Concurrently, by allowing winners to ride through scaling tactics, the few that do trigger run so far in his favor that they recoup the combined losses multiple times over. This enormously skews risk-reward ratios to profitability despite the low probability of an individual trade working out.
Additional Trading Tips to Optimize Results
Beyond the entry and exit mechanics, implementing Kullamgi’s methodology profitably demands nuanced aptitude. Here are further tips for trading breakouts effectively:
Scan for Optimal Setups – Focus on liquid, actively-traded names meeting criteria. Illiquid and thinly-traded stocks lack the reactive buying pressure necessary to fuel runs.
Define Context – If the overall market shows weakness, breakdowns more likely than breakouts. Deploy capital into highest conviction names rather than overtrading mediocre patterns.
Exercise Patience – Consolidations precede explosive moves but timeframe uncertain. Set alerts and walk away rather than watching charts compulsively.
Adhering to these guidelines stacks probabilities further in the trader‘s favor when executing this strategy.

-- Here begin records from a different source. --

//! Short-lived cache in front of the backend's read endpoints.
//!
//! Writes that go through the cache invalidate whatever they may have
//! changed. Transaction lists and status checks are never cached.

use std::{
    collections::HashMap,
    hash::Hash,
    sync::{Arc, Mutex, MutexGuard, PoisonError},
    time::{Duration, Instant},
};

use async_trait::async_trait;
use dues_types::{CheckoutSession, TransactionStatus};
use uuid::Uuid;

use crate::{
    app_error::AppResult,
    application::ports::subscription_backend::{
        InitiatePaymentRequest, SubscriptionBackend, SubscriptionFilter,
    },
    domain::entities::{
        payment_transaction::PaymentTransaction, subscription_plan::SubscriptionPlan,
        user_subscription::UserSubscription,
    },
};

/// Upper bound on entries per map. Filters come from query strings, so the
/// key space is caller-controlled.
const MAX_ENTRIES: usize = 512;

struct TtlMap<K, V> {
    ttl: Duration,
    capacity: usize,
    entries: Mutex<HashMap<K, (Instant, V)>>,
}

impl<K: Eq + Hash + Clone, V: Clone> TtlMap<K, V> {
    fn new(ttl: Duration) -> Self {
        Self::with_capacity(ttl, MAX_ENTRIES)
    }

    fn with_capacity(ttl: Duration, capacity: usize) -> Self {
        Self {
            ttl,
            capacity,
            entries: Mutex::new(HashMap::new()),
        }
    }

    fn get(&self, key: &K) -> Option<V> {
        let entries = self.lock();
        entries
            .get(key)
            .filter(|(stored_at, _)| stored_at.elapsed() < self.ttl)
            .map(|(_, value)| value.clone())
    }

    fn insert(&self, key: K, value: V) {
        if self.ttl.is_zero() {
            return;
        }
        let mut entries = self.lock();
        entries.retain(|_, (stored_at, _)| stored_at.elapsed() < self.ttl);

        if entries.len() >= self.capacity && !entries.contains_key(&key) {
            let oldest = entries
                .iter()
                .min_by_key(|(_, (stored_at, _))| *stored_at)
                .map(|(k, _)| k.clone());
            if let Some(oldest) = oldest {
                entries.remove(&oldest);
            }
        }

        entries.insert(key, (Instant::now(), value));
    }

    #[cfg(test)]
    fn len(&self) -> usize {
        self.lock().len()
    }

    fn remove(&self, key: &K) {
        self.lock().remove(key);
    }

    fn clear(&self) {
        self.lock().clear();
    }

    fn lock(&self) -> MutexGuard<'_, HashMap<K, (Instant, V)>> {
        self.entries.lock().unwrap_or_else(PoisonError::into_inner)
    }
}

/// Caching decorator over any `SubscriptionBackend`.
pub struct CachedBackend {
    inner: Arc<dyn SubscriptionBackend>,
    plans: TtlMap<(), Vec<SubscriptionPlan>>,
    plan: TtlMap<Uuid, SubscriptionPlan>,
    subscriptions: TtlMap<SubscriptionFilter, Vec<UserSubscription>>,
    subscription: TtlMap<Uuid, UserSubscription>,
}

impl CachedBackend {
    pub fn new(inner: Arc<dyn SubscriptionBackend>, ttl: Duration) -> Self {
        Self {
            inner,
            plans: TtlMap::new(ttl),
            plan: TtlMap::new(ttl),
            subscriptions: TtlMap::new(ttl),
            subscription: TtlMap::new(ttl),
        }
    }

    /// Drops cached reads that may include the given subscription.
    pub fn invalidate_subscription(&self, subscription_id: Uuid) {
        self.subscription.remove(&subscription_id);
        self.subscriptions.clear();
    }
}

#[async_trait]
impl SubscriptionBackend for CachedBackend {
    async fn list_plans(&self) -> AppResult<Vec<SubscriptionPlan>> {
        if let Some(plans) = self.plans.get(&()) {
            return Ok(plans);
        }
        let plans = self.inner.list_plans().await?;
        self.plans.insert((), plans.clone());
        Ok(plans)
    }

    async fn get_plan(&self, plan_id: Uuid) -> AppResult<SubscriptionPlan> {
        if let Some(plan) = self.plan.get(&plan_id) {
            return Ok(plan);
        }
        let plan = self.inner.get_plan(plan_id).await?;
        self.plan.insert(plan_id, plan.clone());
        Ok(plan)
    }

    async fn list_user_subscriptions(
        &self,
        filter: &SubscriptionFilter,
    ) -> AppResult<Vec<UserSubscription>> {
        if let Some(subs) = self.subscriptions.get(filter) {
            return Ok(subs);
        }
        let subs = self.inner.list_user_subscriptions(filter).await?;
        self.subscriptions.insert(filter.clone(), subs.clone());
        Ok(subs)
    }

    async fn get_user_subscription(&self, subscription_id: Uuid) -> AppResult<UserSubscription> {
        if let Some(sub) = self.subscription.get(&subscription_id) {
            return Ok(sub);
        }
        let sub = self.inner.get_user_subscription(subscription_id).await?;
        self.subscription.insert(subscription_id, sub.clone());
        Ok(sub)
    }

    async fn initiate_payment(
        &self,
        request: &InitiatePaymentRequest,
    ) -> AppResult<CheckoutSession> {
        let result = self.inner.initiate_payment(request).await;
        self.invalidate_subscription(request.user_subscription_id);
        result
    }

    async fn list_transactions(
        &self,
        subscription_id: Uuid,
    ) -> AppResult<Vec<PaymentTransaction>> {
        self.inner.list_transactions(subscription_id).await
    }

    async fn check_transaction_status(&self, transaction_id: Uuid) -> AppResult<TransactionStatus> {
        let result = self.inner.check_transaction_status(transaction_id).await;
        // A settled transaction changes amounts on a subscription we can't
        // identify from the transaction id alone.
        if result.is_ok() {
            self.subscriptions.clear();
            self.subscription.clear();
        }
        result
    }
}
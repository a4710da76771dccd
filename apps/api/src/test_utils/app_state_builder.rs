//! Test app state builder for HTTP-level testing.
//!
//! `TestAppStateBuilder` wires the real use cases around a seeded
//! `DummyBackend` and an in-memory pending payment store.

use std::sync::Arc;

use crate::{
    adapters::http::app_state::AppState,
    application::ports::subscription_backend::SubscriptionBackend,
    domain::entities::{
        payment_transaction::PaymentTransaction, subscription_plan::SubscriptionPlan,
        user_subscription::UserSubscription,
    },
    infra::{
        dummy_backend::DummyBackend, pending_payments::InMemoryPendingPaymentStore,
        setup::build_app_state,
    },
    test_utils::{UnreachableBackend, test_config},
};

pub struct TestAppStateBuilder {
    backend: DummyBackend,
    unreachable: bool,
}

impl TestAppStateBuilder {
    pub fn new() -> Self {
        Self {
            backend: DummyBackend::new(),
            unreachable: false,
        }
    }

    pub fn with_plan(mut self, plan: SubscriptionPlan) -> Self {
        self.backend = self.backend.with_plan(plan);
        self
    }

    pub fn with_subscription(mut self, subscription: UserSubscription) -> Self {
        self.backend = self.backend.with_subscription(subscription);
        self
    }

    pub fn with_transaction(mut self, transaction: PaymentTransaction) -> Self {
        self.backend = self.backend.with_transaction(transaction);
        self
    }

    /// Every backend call fails as if the network were down.
    pub fn with_unreachable_backend(mut self) -> Self {
        self.unreachable = true;
        self
    }

    /// Build the AppState and return the backend and pending store for
    /// assertions.
    pub fn build_with_mocks(
        self,
    ) -> (
        AppState,
        Arc<DummyBackend>,
        Arc<InMemoryPendingPaymentStore>,
    ) {
        let backend = Arc::new(self.backend);
        let store = Arc::new(InMemoryPendingPaymentStore::new());

        let served: Arc<dyn SubscriptionBackend> = if self.unreachable {
            Arc::new(UnreachableBackend)
        } else {
            backend.clone()
        };

        let app_state = build_app_state(test_config(), served, store.clone());
        (app_state, backend, store)
    }

    pub fn build(self) -> AppState {
        self.build_with_mocks().0
    }
}

impl Default for TestAppStateBuilder {
    fn default() -> Self {
        Self::new()
    }
}
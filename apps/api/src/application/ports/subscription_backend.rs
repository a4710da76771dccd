use async_trait::async_trait;
use dues_types::{CheckoutSession, SubscriptionPaymentStatus, TransactionStatus};
use rust_decimal::Decimal;
use uuid::Uuid;

use crate::{
    app_error::AppResult,
    domain::entities::{
        payment_transaction::PaymentTransaction, subscription_plan::SubscriptionPlan,
        user_subscription::UserSubscription,
    },
};

/// Filter for listing user subscriptions. Both fields are optional.
#[derive(Debug, Clone, Default, PartialEq, Eq, Hash)]
pub struct SubscriptionFilter {
    pub member_id: Option<Uuid>,
    pub status: Option<SubscriptionPaymentStatus>,
}

impl SubscriptionFilter {
    pub fn matches(&self, subscription: &UserSubscription) -> bool {
        self.member_id.is_none_or(|id| id == subscription.member_id)
            && self.status.is_none_or(|status| status == subscription.status)
    }
}

#[derive(Debug, Clone, PartialEq)]
pub struct InitiatePaymentRequest {
    pub user_subscription_id: Uuid,
    pub amount: Decimal,
    /// Where the gateway sends the member after checkout
    pub return_url: String,
}

/// The organisation backend that owns plans, subscriptions and transactions.
///
/// Every amount, status and permission comes from here; callers never
/// recompute them. Single-item lookups return `AppError::NotFound` when the
/// backend does not know the id.
#[async_trait]
pub trait SubscriptionBackend: Send + Sync {
    async fn list_plans(&self) -> AppResult<Vec<SubscriptionPlan>>;

    async fn get_plan(&self, plan_id: Uuid) -> AppResult<SubscriptionPlan>;

    async fn list_user_subscriptions(
        &self,
        filter: &SubscriptionFilter,
    ) -> AppResult<Vec<UserSubscription>>;

    async fn get_user_subscription(&self, subscription_id: Uuid) -> AppResult<UserSubscription>;

    /// Creates a hosted checkout session. The backend creates the transaction.
    async fn initiate_payment(&self, request: &InitiatePaymentRequest)
    -> AppResult<CheckoutSession>;

    async fn list_transactions(
        &self,
        subscription_id: Uuid,
    ) -> AppResult<Vec<PaymentTransaction>>;

    /// Asks the backend (and through it the gateway) for the current status.
    async fn check_transaction_status(&self, transaction_id: Uuid) -> AppResult<TransactionStatus>;
}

Closing Thoughts on Capturing Massive Momentum
Kullamgi‘s explosive momentum breakout strategy will certainly not appeal to all investor psychologies. His system defiantly bucks traditional technical trading with a wildly contrarian approach centered around accepting low probability outcomes.
However, the venerable trader serves as a real-life example that with monastic discipline, staggering wealth accumulation awaits those able to endure adversity in pursuit of asymmetric outcomes. While easier said than done, his framework offers a blueprint to potentially generate ridiculous returns for those with the mettle to implement it.
At the end of the day, Kristjan Kullamgi is not merely imparting trading ideas, but principles for massively skewing risk-reward ratios in the speculator‘s favor. By maximizing relative average gain while minimizing relative average loss, markets with a known long-term upward drift will pay off eventually given adequate sample size.
For enterprising traders willing to accept his unorthodox philosophy, Kullamgi‘s methods could pave the road to not just profits – but perhaps generational riches.